The reconfiguration is one problem, but what also happens is that the BE
dailink will see multiple triggers. I've been playing with refcounts to
force consistency and make sure there is only one TRIGGER_START send to
the dailink, and conversely there are cases where the TRIGGER_STOP is
never sent...
Sameer Pujar Sept. 30, 2021, 7:57 a.m. UTC | #4
On 9/29/2021 8:22 PM, Pierre-Louis Bossart wrote:
>>>> But in addition we'd need to agree on what an 'active BE' is. Why can't
>>>> we connect a second stream while the first one is already in HW_PARAMS
>>>> or PAUSED or STOP? It's perfectly legal in ALSA/ASoC to have multiple
>>>> HW_PARAMS calls, and when we reach STOP we have to do a prepare again.
>>>>
>>>> And more fundamentally, the ability to add a second FE on a 'active' BE
>>>> in START state is a basic requirement for a mixer, e.g. to play a
>>>> notification on one FE while listening to music on another. What needs
>>>> to happen is only to make sure that the FE and BE are compatible in
>>>> terms of HW_PARAMS and not sending a second TRIGGER_STOP, only checking
>>>> the BE NEW or CLOSE state is way too restrictive.
>>> Sorry for the trouble to your system.
>>>
>>> Idea was to avoid reconfiguration of the same BE DAI again, but not to
>>> stop the provision to add a subsequent FE. In fact I had tested mixing
>>> of streams coming from 10 different FEs.
> Can you describe the sequence that you used to start them? That may be
> useful to understand the criteria you used?

I have something like this:

FE1  --> Crossbar -> Mixer Input1    |
FE2  --> Crossbar -> Mixer Input2    |
...                                  | --> Mixer Output -->
... |
FE10 --> Crossbar -> Mixer Input10   |

All these FEs are started one after the other. This is an example of 
10x1. Similarly we can have 2x1, 3x1 etc.,
In our system, the crossbar [0] and mixer [1] are separate ASoC 
components. Basically audio paths consist of a group of ASoC components 
which are connected back to back.

[0] 
https://git.kernel.org/pub/scm/linux/kernel/git/broonie/sound.git/tree/sound/soc/tegra/tegra210_ahub.c
[1] 
https://git.kernel.org/pub/scm/linux/kernel/git/broonie/sound.git/tree/sound/soc/tegra/tegra210_mixer.c

>

[...]

> I don't fully understand the notion of mixer input DAI, in our case we
> have a bunch of PCM devices connected to a mixer. The mixer is not
> directly connected to a DAI.

Please see above mixer example. Since mixer is a separate ASoC 
component, it exposes 10 inputs (or DAIs) and outputs. Originally what I 
wanted to do was, for subsequent FE runs (FE2, FE3 ...) mixer output 
need not be configured again and again.

>> The problem as I see is that with this patch one can not connect a new
>> FE to a BE which is _not_ in NEW or CLOSE state.
>>
>> The FE and BE needs to be connected to have DPCM working and this patch
>> makes the code to skip the dpcm_be_connect().
>>
>> Consider this simple setup:
>>
>> FE1 -->|
>>         | --> BE -->
>> FE2- ->|
>>
>> First we start FE1, dpcm_be_connect(FE1, BE, stream) is made.
>>
>> Later FE2 is started but dpcm_be_connect(FE2, BE, stream) would be not
>> made because BE is no longer in NEW/CLOSE state.
> I share Peter's analysis, there cannot be any restrictions on
> connections - at any time.
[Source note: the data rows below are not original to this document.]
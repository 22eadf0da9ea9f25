//! Parent document pattern resolution.
//!
//! Synthetic question documents are indexed for semantic matching; at serve
//! time each hit is swapped for the real content chunk its
//! `parent_chunk_id` points to. The parent map is loaded lazily from the
//! document store; stale reads after corpus updates are tolerated (missing
//! parents keep the synthetic hit as fallback).

use std::collections::{HashMap, HashSet};
use std::sync::Arc;

use tokio::sync::RwLock;
use tracing::{debug, warn};

use crate::error::Result;

use super::{Document, DocumentStore};

/// Resolves synthetic question hits to their parent chunks.
pub struct ParentResolver {
    store: Arc<dyn DocumentStore>,
    map: RwLock<Option<Arc<HashMap<String, Document>>>>,
}

impl ParentResolver {
    pub fn new(store: Arc<dyn DocumentStore>) -> Self {
        Self {
            store,
            map: RwLock::new(None),
        }
    }

    /// Drop the cached parent map; the next resolve reloads it.
    pub async fn invalidate(&self) {
        *self.map.write().await = None;
    }

    async fn parent_map(&self) -> Result<Arc<HashMap<String, Document>>> {
        if let Some(map) = self.map.read().await.clone() {
            return Ok(map);
        }
        let chunks = self.store.load_parent_chunks().await?;
        let mut map = HashMap::with_capacity(chunks.len());
        for chunk in chunks {
            if let Some(id) = chunk.metadata.chunk_id.clone() {
                map.insert(id, chunk);
            }
        }
        debug!(parents = map.len(), "loaded parent-chunk map");
        let map = Arc::new(map);
        *self.map.write().await = Some(map.clone());
        Ok(map)
    }

    /// Resolve a retrieved batch. Store failures keep the originals.
    pub async fn resolve(&self, docs: Vec<Document>) -> Vec<Document> {
        if docs.iter().all(|d| !d.metadata.is_synthetic) {
            return docs;
        }
        match self.parent_map().await {
            Ok(map) => resolve_with_map(docs, &map),
            Err(e) => {
                warn!("parent resolution failed, using original docs: {e}");
                docs
            }
        }
    }
}

/// Swap synthetic hits for their parents and deduplicate by `chunk_id`.
///
/// First occurrence wins; regular documents without a `chunk_id` are always
/// kept. A synthetic hit whose parent is missing from the map is kept as-is
/// (better a question than a lost result).
pub fn resolve_with_map(
    docs: Vec<Document>,
    parent_map: &HashMap<String, Document>,
) -> Vec<Document> {
    let mut resolved: Vec<Document> = Vec::with_capacity(docs.len());
    let mut seen: HashSet<String> = HashSet::new();

    for doc in docs {
        if doc.metadata.is_synthetic {
            match doc.metadata.parent_chunk_id.clone() {
                Some(parent_id) => {
                    if seen.contains(&parent_id) {
                        continue;
                    }
                    match parent_map.get(&parent_id) {
                        Some(parent) => {
                            seen.insert(parent_id);
                            resolved.push(parent.clone());
                        }
                        None => {
                            warn!(parent_id, "parent chunk not found, keeping synthetic hit");
                            resolved.push(doc);
                        }
                    }
                }
                // Synthetic without a parent pointer: nothing to swap.
                None => resolved.push(doc),
            }
        } else {
            match doc.metadata.chunk_id.clone() {
                Some(chunk_id) => {
                    if seen.insert(chunk_id) {
                        resolved.push(doc);
                    }
                }
                None => resolved.push(doc),
            }
        }
    }
    resolved
}

#[cfg(test)]
mod tests {
    use super::*;
    use crate::retrieval::InMemoryDocumentStore;

    fn synthetic(question: &str, parent_id: &str) -> Document {
        let mut doc = Document::published(question, format!("q-{parent_id}"));
        doc.metadata.is_synthetic = true;
        doc.metadata.parent_chunk_id = Some(parent_id.to_string());
        doc
    }

    fn map(parents: &[(&str, &str)]) -> HashMap<String, Document> {
        parents
            .iter()
            .map(|(id, content)| ((*id).to_string(), Document::published(*content, *id)))
            .collect()
    }

    #[test]
    fn test_swap_and_dedupe_scenario() {
        // [Q_syn(P1), Q_syn(P1), Doc(P2)] -> [P1, P2], first occurrence wins.
        let docs = vec![
            synthetic("What is the block time?", "P1"),
            synthetic("How fast are blocks?", "P1"),
            Document::published("another chunk", "P2"),
        ];
        let resolved = resolve_with_map(docs, &map(&[("P1", "block time is 2.5 min")]));
        let ids: Vec<&str> = resolved
            .iter()
            .map(|d| d.metadata.chunk_id.as_deref().unwrap())
            .collect();
        assert_eq!(ids, vec!["P1", "P2"]);
        assert_eq!(resolved[0].page_content, "block time is 2.5 min");
    }

    #[test]
    fn test_output_has_no_duplicate_chunk_ids() {
        // Injectivity: no two output documents share a chunk_id.
        let docs = vec![
            Document::published("parent text", "P1"),
            synthetic("question about p1", "P1"),
            Document::published("parent text again", "P1"),
        ];
        let resolved = resolve_with_map(docs, &map(&[("P1", "parent text")]));
        let mut ids: Vec<&str> = resolved
            .iter()
            .filter_map(|d| d.metadata.chunk_id.as_deref())
            .collect();
        let before = ids.len();
        ids.dedup();
        assert_eq!(before, 1);
        assert_eq!(ids.len(), 1);
    }

    #[test]
    fn test_missing_parent_keeps_synthetic() {
        let docs = vec![synthetic("orphaned question", "GONE")];
        let resolved = resolve_with_map(docs, &map(&[]));
        assert_eq!(resolved.len(), 1);
        assert!(resolved[0].metadata.is_synthetic);
    }

    #[test]
    fn test_docs_without_chunk_id_pass_through() {
        let doc = Document {
            page_content: "no id".into(),
            metadata: Default::default(),
        };
        let resolved = resolve_with_map(vec![doc.clone(), doc], &map(&[]));
        assert_eq!(resolved.len(), 2, "no chunk_id, no dedupe basis");
    }

    #[tokio::test]
    async fn test_resolver_loads_lazily_and_invalidates() {
        let store = Arc::new(InMemoryDocumentStore::new(
            vec![Document::published("parent content", "P1")],
            Vec::new(),
        ));
        let resolver = ParentResolver::new(store);
        let resolved = resolver.resolve(vec![synthetic("q", "P1")]).await;
        assert_eq!(resolved[0].page_content, "parent content");
        resolver.invalidate().await;
        let resolved = resolver.resolve(vec![synthetic("q", "P1")]).await;
        assert_eq!(resolved[0].page_content, "parent content");
    }

    #[tokio::test]
    async fn test_all_regular_batch_skips_map_load() {
        // No synthetics: resolve returns the batch untouched.
        let store = Arc::new(InMemoryDocumentStore::new(Vec::new(), Vec::new()));
        let resolver = ParentResolver::new(store);
        let docs = vec![Document::published("a", "A"), Document::published("b", "B")];
        let resolved = resolver.resolve(docs.clone()).await;
        assert_eq!(resolved, docs);
    }
}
A mixer input might become active and be
> added to the mix. We might have a temporary lock to delay new
> connections but cannot not reject them outright based on BE state.
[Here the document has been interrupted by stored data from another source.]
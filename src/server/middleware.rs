//! Request/response middleware: admin authentication and security headers.
//!
//! Admin auth: `Authorization: Bearer <token>` compared in constant time
//! against the configured admin token. No token configured means the admin
//! surface is disabled outright, never open.
//!
//! Security headers: a fixed hardening set on every response, with HSTS
//! only outside development (no TLS on localhost).

use std::sync::Arc;

use axum::{
    extract::State,
    http::{header, HeaderName, HeaderValue, Request, StatusCode},
    middleware::Next,
    response::Response,
};
use subtle::ConstantTimeEq;
use tracing::warn;

use crate::context::ServiceContext;

/// Constant-time bearer-token comparison.
pub fn token_matches(presented: &str, expected: &str) -> bool {
    if presented.len() != expected.len() {
        // Length leaks through any comparison; equalize by failing here.
        return false;
    }
    presented.as_bytes().ct_eq(expected.as_bytes()).into()
}

/// Layer applied to every `/admin` route.
pub async fn admin_auth_middleware(
    State(ctx): State<Arc<ServiceContext>>,
    request: Request<axum::body::Body>,
    next: Next,
) -> Result<Response, StatusCode> {
    let Some(expected) = ctx.config.admin_token.as_deref().filter(|t| !t.is_empty()) else {
        warn!("admin request rejected: ADMIN_TOKEN not configured");
        return Err(StatusCode::UNAUTHORIZED);
    };

    let presented = request
        .headers()
        .get("authorization")
        .and_then(|v| v.to_str().ok())
        .and_then(|v| v.strip_prefix("Bearer "));

    match presented {
        Some(token) if token_matches(token, expected) => Ok(next.run(request).await),
        _ => {
            warn!("admin request with missing or invalid bearer token");
            Err(StatusCode::UNAUTHORIZED)
        }
    }
}

/// Relaxed CSP: same-origin resources, no framing, inline scripts/styles
/// allowed for the API docs UI.
const CONTENT_SECURITY_POLICY: &str = "default-src 'self'; frame-ancestors 'none'; \
     script-src 'self' 'unsafe-inline'; style-src 'self' 'unsafe-inline'";

/// Layer applied to every response: standard hardening headers, plus HSTS
/// outside development.
pub async fn security_headers_middleware(
    State(ctx): State<Arc<ServiceContext>>,
    request: Request<axum::body::Body>,
    next: Next,
) -> Response {
    let mut response = next.run(request).await;
    let headers = response.headers_mut();
    headers.insert(
        header::X_CONTENT_TYPE_OPTIONS,
        HeaderValue::from_static("nosniff"),
    );
    headers.insert(header::X_FRAME_OPTIONS, HeaderValue::from_static("DENY"));
    headers.insert(
        header::REFERRER_POLICY,
        HeaderValue::from_static("strict-origin-when-cross-origin"),
    );
    headers.insert(
        HeaderName::from_static("permissions-policy"),
        HeaderValue::from_static("geolocation=(), microphone=(), camera=()"),
    );
    headers.insert(
        header::CONTENT_SECURITY_POLICY,
        HeaderValue::from_static(CONTENT_SECURITY_POLICY),
    );
    if !ctx.config.is_development {
        headers.insert(
            header::STRICT_TRANSPORT_SECURITY,
            HeaderValue::from_static("max-age=31536000; includeSubDomains"),
        );
    }
    response
}

#[cfg(test)]
mod tests {
    use super::*;

    #[test]
    fn test_token_matches_exact() {
        assert!(token_matches("secret-token", "secret-token"));
    }

    #[test]
    fn test_token_rejects_wrong_value() {
        assert!(!token_matches("secret-tokex", "secret-token"));
        assert!(!token_matches("", "secret-token"));
        assert!(!token_matches("secret", "secret-token"));
    }

    #[test]
    fn test_token_rejects_prefix_match() {
        assert!(!token_matches("secret-token-extra", "secret-token"));
    }
}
Yes, I understand how this affects a system like yours. As per mixer 
example above, in our case subsequent FEs always find BE from Crossbar. 
That is why I don't see similar error.

>>> I am just
>>> curious to know, if originally you were reconfiguring the BE DAI again
>>> with same parameters (for a second FE) or some additional configuration
>>> is done?
> That's a different question - and a good one.
>
> In the case of a mixer, the propagation of hw_params is a broken
> concept. It leads to the first FE configuring the BE to define its
> preferred parameters, e.g. S16_LE format. If later on a second FE is
> started which could play S24_LE, the mixer and BE are already configured
> to a lower resolution. A mixer should really have its own parameters and
> be the start of a new 'domain' - as Lars described it several years ago
> at the audio miniconference.

Propagation is one of the problems we want to address and require help 
from DPCM experts. But the scenario you mentioned is a special case 
which need not be supported, because mixer can operate in one 
configuration at a given time and subsequent FEs should agree to the 
already running configuration. However mixer should support both S16_LE 
and S24_LE (whenever possible), but not simultaneously. At least this is 
the expecation from our systems. Yes mixer may require fixup of a 
specific config (we earlier had proposed mixer controls to configure 
mixer parameters, but the idea was disliked), but propagation may help 
avoid fixing up everywhere in the audio path where it is not really 
required. But I don't know how this can be done at the moment.

>
> For now, the only restriction that we could enforce is that the BE
> cannot be reconfigured after the prepare step.
>
> Note that our DAIs tolerate multiple calls to hw_params. If you have a
> case where the hw_params allocates resources, maybe you should consider
> moving that allocation to the prepare step, or free them if you detect a
> reconfiguration. That would be something needed even outside of the DPCM
> scope. Similarly you need to support the case where the DAI hw_free is
> called without hw_params ever being called, it's a known sequence that
> can happen if the FE hw-params fails.

Currently this does not seem to be a problem for us. Patch was to avoid 
reconfiguration which was felt to be redundant for our system.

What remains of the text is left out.